There may be more information reported by the environment (see above).
 
This may be because the daemon was unable to find all the needed shared
libraries on the remote node. You may set your LD_LIBRARY_PATH to have the
location of the shared libraries on the remote nodes and this will
automatically be forwarded to the remote nodes.
--------------------------------------------------------------------------
--------------------------------------------------------------------------
mpirun noticed that the job aborted, but has no info as to the process
that caused that situation.

Possible Cause

Some hccl_test processes have not been exited in the cluster.

Solution

Use MPI to terminate the residual hccl_test processes.

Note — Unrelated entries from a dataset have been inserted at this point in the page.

// Seed roster: the bundled player list used when no saved session exists.

use std::collections::HashSet;
use std::io::Read;
use std::path::Path;

use serde::Deserialize;
use tracing::warn;

use crate::session::model::{Player, PlayerId, Strength};

#[derive(Debug, thiserror::Error)]
pub enum SeedError {
    #[error("failed to read seed roster {path}: {source}")]
    Io {
        path: String,
        source: std::io::Error,
    },

    #[error("CSV error in seed roster {path}: {source}")]
    Csv { path: String, source: csv::Error },

    #[error("seed roster {0} has no valid players")]
    Empty(String),
}

/// Seed CSV row: `id,name,strength`.
#[derive(Debug, Deserialize)]
struct RawSeedPlayer {
    id: PlayerId,
    name: String,
    strength: String,
}

/// Where the store gets its first roster from.
pub trait SeedSource {
    fn load_players(&self) -> Result<Vec<Player>, SeedError>;
}

/// Seed roster read from a CSV file.
#[derive(Debug, Clone)]
pub struct CsvSeed {
    pub path: String,
}

impl CsvSeed {
    pub fn new(path: impl Into<String>) -> Self {
        CsvSeed { path: path.into() }
    }
}

impl SeedSource for CsvSeed {
    fn load_players(&self) -> Result<Vec<Player>, SeedError> {
        load_seed_roster(Path::new(&self.path))
    }
}

/// The hardcoded roster, always available.
#[derive(Debug, Clone, Copy, Default)]
pub struct DefaultRoster;

impl SeedSource for DefaultRoster {
    fn load_players(&self) -> Result<Vec<Player>, SeedError> {
        Ok(default_roster())
    }
}

/// Four example players so a fresh install is usable straight away.
pub fn default_roster() -> Vec<Player> {
    vec![
        Player::new(1, "Rutik", Strength::Pro),
        Player::new(2, "Aman", Strength::Medium),
        Player::new(3, "Sahil", Strength::Noob),
        Player::new(4, "Karan", Strength::Medium),
    ]
}

fn load_roster_from_reader<R: Read>(rdr: R) -> Result<Vec<Player>, csv::Error> {
    let mut reader = csv::ReaderBuilder::new().trim(csv::Trim::All).from_reader(rdr);
    // An unreadable header makes the whole file unusable; bad rows are skipped.
    reader.headers()?;
    let mut players = Vec::new();
    let mut seen = HashSet::new();
    for result in reader.deserialize::<RawSeedPlayer>() {
        match result {
            Ok(raw) => {
                let name = raw.name.trim();
                if name.is_empty() {
                    warn!("skipping seed player {}: blank name", raw.id);
                    continue;
                }
                let Some(strength) = Strength::from_str_tier(&raw.strength) else {
                    warn!("skipping seed player '{}': unknown strength '{}'", name, raw.strength);
                    continue;
                };
                if !seen.insert(raw.id) {
                    warn!("skipping seed player '{}': duplicate id {}", name, raw.id);
                    continue;
                }
                players.push(Player::new(raw.id, name, strength));
            }
            Err(e) => {
                warn!("skipping malformed seed row: {}", e);
            }
        }
    }
    Ok(players)
}

/// Load the seed roster from a CSV file with an `id,name,strength` header.
pub fn load_seed_roster(path: &Path) -> Result<Vec<Player>, SeedError> {
    let file = std::fs::File::open(path).map_err(|e| SeedError::Io {
        path: path.display().to_string(),
        source: e,
    })?;
    let players = load_roster_from_reader(file).map_err(|e| SeedError::Csv {
        path: path.display().to_string(),
        source: e,
    })?;
    if players.is_empty() {
        return Err(SeedError::Empty(path.display().to_string()));
    }
    Ok(players)
}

  1. Prepare the hostfile file (the file named hostfile that is defined in 3) configured when the HCCL Performance Tester is executed.
  2. Terminate hccl_test processes on all nodes in the cluster.
    • In the MPICH installation scenario, the command example is as follows:

      mpirun -f hostfile -n 512 pkill -9 -f "all_reduce_test|mpirun"

      • -f: MPICH option, indicating the list file of hostfile nodes.
      • -n: MPICH option, indicating the total number of NPUs to be terminated, that is, Number of nodes × Number of NPUs participating in training on each node. Change the value as required.
      • pkill: Linux command. The subsequent -f is the option, which is used to specify the process name or command-line option mode to be matched. all_reduce_test is the HCCL test command, which can be changed to an actual command.
    • In the Open MPI installation scenario, the command example is as follows:

      mpirun -hostfile hostfile -n 512 pkill -9 -f "all_reduce_test|openmpi"

      • -hostfile: Open MPI option, indicating the list file of hostfile nodes.
      • -n: Open MPI option, indicating the total number of NPUs to be terminated, that is, Number of nodes × Number of NPUs participating in training on each node. Change the value as required.
      • pkill: Linux command. The subsequent -f is the option, which is used to specify the process name or command-line option mode to be matched. all_reduce_test is the HCCL test command, which can be changed to an actual command.
  3. After the preceding steps are complete, run the HCCL Performance Tester again to perform the test.